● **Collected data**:
*-*-*
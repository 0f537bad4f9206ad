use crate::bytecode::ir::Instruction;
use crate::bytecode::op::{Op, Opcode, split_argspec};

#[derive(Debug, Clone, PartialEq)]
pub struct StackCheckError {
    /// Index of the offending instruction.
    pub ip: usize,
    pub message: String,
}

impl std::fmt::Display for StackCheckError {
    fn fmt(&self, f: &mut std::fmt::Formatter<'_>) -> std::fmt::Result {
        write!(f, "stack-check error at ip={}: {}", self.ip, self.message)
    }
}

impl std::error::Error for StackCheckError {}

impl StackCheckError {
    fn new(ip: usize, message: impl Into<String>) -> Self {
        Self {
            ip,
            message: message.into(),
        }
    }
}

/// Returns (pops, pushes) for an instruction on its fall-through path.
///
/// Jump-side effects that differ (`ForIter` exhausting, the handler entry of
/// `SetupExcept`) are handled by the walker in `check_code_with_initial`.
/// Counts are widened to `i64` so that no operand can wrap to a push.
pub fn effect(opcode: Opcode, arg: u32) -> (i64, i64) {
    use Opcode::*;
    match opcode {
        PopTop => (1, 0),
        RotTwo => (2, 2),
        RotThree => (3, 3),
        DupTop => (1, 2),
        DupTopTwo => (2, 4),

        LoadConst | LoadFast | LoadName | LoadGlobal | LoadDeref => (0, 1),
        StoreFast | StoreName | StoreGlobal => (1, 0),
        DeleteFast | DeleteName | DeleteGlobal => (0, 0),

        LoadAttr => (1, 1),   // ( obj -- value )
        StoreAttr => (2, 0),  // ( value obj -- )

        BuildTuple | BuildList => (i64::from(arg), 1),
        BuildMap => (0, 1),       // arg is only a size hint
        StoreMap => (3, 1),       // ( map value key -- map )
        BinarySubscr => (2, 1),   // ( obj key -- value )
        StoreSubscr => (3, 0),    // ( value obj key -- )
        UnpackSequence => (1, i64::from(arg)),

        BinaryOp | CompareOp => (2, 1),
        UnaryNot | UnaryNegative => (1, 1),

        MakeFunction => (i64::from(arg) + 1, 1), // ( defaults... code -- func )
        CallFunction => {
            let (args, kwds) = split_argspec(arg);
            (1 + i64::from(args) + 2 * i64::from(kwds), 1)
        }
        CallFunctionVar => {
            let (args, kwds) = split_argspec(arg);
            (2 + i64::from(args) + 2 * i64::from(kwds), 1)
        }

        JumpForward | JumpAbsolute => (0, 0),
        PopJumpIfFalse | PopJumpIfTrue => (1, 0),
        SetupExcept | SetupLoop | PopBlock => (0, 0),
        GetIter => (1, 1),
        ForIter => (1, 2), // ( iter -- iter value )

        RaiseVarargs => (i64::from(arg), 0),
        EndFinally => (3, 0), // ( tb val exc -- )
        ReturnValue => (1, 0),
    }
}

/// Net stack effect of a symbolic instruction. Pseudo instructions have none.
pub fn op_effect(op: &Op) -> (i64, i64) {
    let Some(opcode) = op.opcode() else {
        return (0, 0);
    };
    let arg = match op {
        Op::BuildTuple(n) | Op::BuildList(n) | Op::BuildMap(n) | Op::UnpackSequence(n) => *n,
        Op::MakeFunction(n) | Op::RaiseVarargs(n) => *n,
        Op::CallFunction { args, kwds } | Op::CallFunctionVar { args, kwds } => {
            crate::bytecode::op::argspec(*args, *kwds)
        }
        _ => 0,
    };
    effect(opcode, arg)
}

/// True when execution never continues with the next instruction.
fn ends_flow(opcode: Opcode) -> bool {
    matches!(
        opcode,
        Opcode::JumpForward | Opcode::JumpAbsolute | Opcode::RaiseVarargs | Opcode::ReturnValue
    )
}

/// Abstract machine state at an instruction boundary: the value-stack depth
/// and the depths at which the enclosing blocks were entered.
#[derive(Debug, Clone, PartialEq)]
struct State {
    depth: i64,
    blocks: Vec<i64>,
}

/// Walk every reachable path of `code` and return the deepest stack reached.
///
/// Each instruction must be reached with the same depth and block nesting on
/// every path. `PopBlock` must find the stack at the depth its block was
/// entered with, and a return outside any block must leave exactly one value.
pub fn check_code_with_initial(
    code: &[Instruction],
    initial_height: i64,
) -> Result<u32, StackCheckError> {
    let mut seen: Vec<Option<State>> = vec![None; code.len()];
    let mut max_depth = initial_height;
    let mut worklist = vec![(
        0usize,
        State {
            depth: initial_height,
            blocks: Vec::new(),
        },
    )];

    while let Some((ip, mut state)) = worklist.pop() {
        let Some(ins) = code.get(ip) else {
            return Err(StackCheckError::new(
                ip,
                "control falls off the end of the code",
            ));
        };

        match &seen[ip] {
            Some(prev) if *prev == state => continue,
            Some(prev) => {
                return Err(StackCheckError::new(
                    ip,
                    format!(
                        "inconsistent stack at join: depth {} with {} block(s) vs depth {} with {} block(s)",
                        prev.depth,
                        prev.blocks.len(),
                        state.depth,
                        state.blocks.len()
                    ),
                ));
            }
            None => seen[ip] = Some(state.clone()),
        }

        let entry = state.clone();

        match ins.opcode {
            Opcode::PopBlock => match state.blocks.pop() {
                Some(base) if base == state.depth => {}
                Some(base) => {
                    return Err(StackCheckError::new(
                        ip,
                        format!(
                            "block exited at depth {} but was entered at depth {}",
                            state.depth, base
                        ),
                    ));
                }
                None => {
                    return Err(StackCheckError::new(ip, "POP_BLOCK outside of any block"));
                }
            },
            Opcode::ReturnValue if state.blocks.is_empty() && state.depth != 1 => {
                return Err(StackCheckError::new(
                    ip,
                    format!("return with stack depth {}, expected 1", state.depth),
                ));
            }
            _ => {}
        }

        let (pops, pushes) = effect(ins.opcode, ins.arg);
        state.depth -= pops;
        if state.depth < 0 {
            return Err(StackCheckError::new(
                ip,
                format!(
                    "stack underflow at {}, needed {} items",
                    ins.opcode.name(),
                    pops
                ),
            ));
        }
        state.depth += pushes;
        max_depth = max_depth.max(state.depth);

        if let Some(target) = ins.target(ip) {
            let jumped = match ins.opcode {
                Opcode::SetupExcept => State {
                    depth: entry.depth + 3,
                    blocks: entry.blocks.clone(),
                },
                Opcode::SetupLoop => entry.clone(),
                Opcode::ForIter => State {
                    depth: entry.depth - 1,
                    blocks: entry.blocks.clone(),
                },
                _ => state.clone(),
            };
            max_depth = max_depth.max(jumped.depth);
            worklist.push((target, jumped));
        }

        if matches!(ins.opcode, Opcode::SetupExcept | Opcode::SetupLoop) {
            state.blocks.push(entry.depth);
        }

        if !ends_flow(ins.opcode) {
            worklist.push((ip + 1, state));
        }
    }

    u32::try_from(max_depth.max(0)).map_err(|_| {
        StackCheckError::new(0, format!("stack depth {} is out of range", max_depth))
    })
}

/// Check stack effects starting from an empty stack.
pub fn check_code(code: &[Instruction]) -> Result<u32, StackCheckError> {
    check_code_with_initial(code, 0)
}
*-*-*
Your answer must be the records themselves, output again exactly.

repository 0f537bad4f9206ad
use crate::bytecode::ir::Instruction;
use crate::bytecode::op::{Op, Opcode, split_argspec};

#[derive(Debug, Clone, PartialEq)]
pub struct StackCheckError {
    /// Index of the offending instruction.
    pub ip: usize,
    pub message: String,
}

impl std::fmt::Display for StackCheckError {
    fn fmt(&self, f: &mut std::fmt::Formatter<'_>) -> std::fmt::Result {
        write!(f, "stack-check error at ip={}: {}", self.ip, self.message)
    }
}

impl std::error::Error for StackCheckError {}

impl StackCheckError {
    fn new(ip: usize, message: impl Into<String>) -> Self {
        Self {
            ip,
            message: message.into(),
        }
    }
}

/// Returns (pops, pushes) for an instruction on its fall-through path.
///
/// Jump-side effects that differ (`ForIter` exhausting, the handler entry of
/// `SetupExcept`) are handled by the walker in `check_code_with_initial`.
/// Counts are widened to `i64` so that no operand can wrap to a push.
pub fn effect(opcode: Opcode, arg: u32) -> (i64, i64) {
    use Opcode::*;
    match opcode {
        PopTop => (1, 0),
        RotTwo => (2, 2),
        RotThree => (3, 3),
        DupTop => (1, 2),
        DupTopTwo => (2, 4),

        LoadConst | LoadFast | LoadName | LoadGlobal | LoadDeref => (0, 1),
        StoreFast | StoreName | StoreGlobal => (1, 0),
        DeleteFast | DeleteName | DeleteGlobal => (0, 0),

        LoadAttr => (1, 1),   // ( obj -- value )
        StoreAttr => (2, 0),  // ( value obj -- )

        BuildTuple | BuildList => (i64::from(arg), 1),
        BuildMap => (0, 1),       // arg is only a size hint
        StoreMap => (3, 1),       // ( map value key -- map )
        BinarySubscr => (2, 1),   // ( obj key -- value )
        StoreSubscr => (3, 0),    // ( value obj key -- )
        UnpackSequence => (1, i64::from(arg)),

        BinaryOp | CompareOp => (2, 1),
        UnaryNot | UnaryNegative => (1, 1),

        MakeFunction => (i64::from(arg) + 1, 1), // ( defaults... code -- func )
        CallFunction => {
            let (args, kwds) = split_argspec(arg);
            (1 + i64::from(args) + 2 * i64::from(kwds), 1)
        }
        CallFunctionVar => {
            let (args, kwds) = split_argspec(arg);
            (2 + i64::from(args) + 2 * i64::from(kwds), 1)
        }

        JumpForward | JumpAbsolute => (0, 0),
        PopJumpIfFalse | PopJumpIfTrue => (1, 0),
        SetupExcept | SetupLoop | PopBlock => (0, 0),
        GetIter => (1, 1),
        ForIter => (1, 2), // ( iter -- iter value )

        RaiseVarargs => (i64::from(arg), 0),
        EndFinally => (3, 0), // ( tb val exc -- )
        ReturnValue => (1, 0),
    }
}

/// Net stack effect of a symbolic instruction. Pseudo instructions have none.
pub fn op_effect(op: &Op) -> (i64, i64) {
    let Some(opcode) = op.opcode() else {
        return (0, 0);
    };
    let arg = match op {
        Op::BuildTuple(n) | Op::BuildList(n) | Op::BuildMap(n) | Op::UnpackSequence(n) => *n,
        Op::MakeFunction(n) | Op::RaiseVarargs(n) => *n,
        Op::CallFunction { args, kwds } | Op::CallFunctionVar { args, kwds } => {
            crate::bytecode::op::argspec(*args, *kwds)
        }
        _ => 0,
    };
    effect(opcode, arg)
}

/// True when execution never continues with the next instruction.
fn ends_flow(opcode: Opcode) -> bool {
    matches!(
        opcode,
        Opcode::JumpForward | Opcode::JumpAbsolute | Opcode::RaiseVarargs | Opcode::ReturnValue
    )
}

/// Abstract machine state at an instruction boundary: the value-stack depth
/// and the depths at which the enclosing blocks were entered.
#[derive(Debug, Clone, PartialEq)]
struct State {
    depth: i64,
    blocks: Vec<i64>,
}

/// Walk every reachable path of `code` and return the deepest stack reached.
///
/// Each instruction must be reached with the same depth and block nesting on
/// every path. `PopBlock` must find the stack at the depth its block was
/// entered with, and a return outside any block must leave exactly one value.
pub fn check_code_with_initial(
    code: &[Instruction],
    initial_height: i64,
) -> Result<u32, StackCheckError> {
    let mut seen: Vec<Option<State>> = vec![None; code.len()];
    let mut max_depth = initial_height;
    let mut worklist = vec![(
        0usize,
        State {
            depth: initial_height,
            blocks: Vec::new(),
        },
    )];

    while let Some((ip, mut state)) = worklist.pop() {
        let Some(ins) = code.get(ip) else {
            return Err(StackCheckError::new(
                ip,
                "control falls off the end of the code",
            ));
        };

        match &seen[ip] {
            Some(prev) if *prev == state => continue,
            Some(prev) => {
                return Err(StackCheckError::new(
                    ip,
                    format!(
                        "inconsistent stack at join: depth {} with {} block(s) vs depth {} with {} block(s)",
                        prev.depth,
                        prev.blocks.len(),
                        state.depth,
                        state.blocks.len()
                    ),
                ));
            }
            None => seen[ip] = Some(state.clone()),
        }

        let entry = state.clone();

        match ins.opcode {
            Opcode::PopBlock => match state.blocks.pop() {
                Some(base) if base == state.depth => {}
                Some(base) => {
                    return Err(StackCheckError::new(
                        ip,
                        format!(
                            "block exited at depth {} but was entered at depth {}",
                            state.depth, base
                        ),
                    ));
                }
                None => {
                    return Err(StackCheckError::new(ip, "POP_BLOCK outside of any block"));
                }
            },
            Opcode::ReturnValue if state.blocks.is_empty() && state.depth != 1 => {
                return Err(StackCheckError::new(
                    ip,
                    format!("return with stack depth {}, expected 1", state.depth),
                ));
            }
            _ => {}
        }

        let (pops, pushes) = effect(ins.opcode, ins.arg);
        state.depth -= pops;
        if state.depth < 0 {
            return Err(StackCheckError::new(
                ip,
                format!(
                    "stack underflow at {}, needed {} items",
                    ins.opcode.name(),
                    pops
                ),
            ));
        }
        state.depth += pushes;
        max_depth = max_depth.max(state.depth);

        if let Some(target) = ins.target(ip) {
            let jumped = match ins.opcode {
                Opcode::SetupExcept => State {
                    depth: entry.depth + 3,
                    blocks: entry.blocks.clone(),
                },
                Opcode::SetupLoop => entry.clone(),
                Opcode::ForIter => State {
                    depth: entry.depth - 1,
                    blocks: entry.blocks.clone(),
                },
                _ => state.clone(),
            };
            max_depth = max_depth.max(jumped.depth);
            worklist.push((target, jumped));
        }

        if matches!(ins.opcode, Opcode::SetupExcept | Opcode::SetupLoop) {
            state.blocks.push(entry.depth);
        }

        if !ends_flow(ins.opcode) {
            worklist.push((ip + 1, state));
        }
    }

    u32::try_from(max_depth.max(0)).map_err(|_| {
        StackCheckError::new(0, format!("stack depth {} is out of range", max_depth))
    })
}

/// Check stack effects starting from an empty stack.
pub fn check_code(code: &[Instruction]) -> Result<u32, StackCheckError> {
    check_code_with_initial(code, 0)
}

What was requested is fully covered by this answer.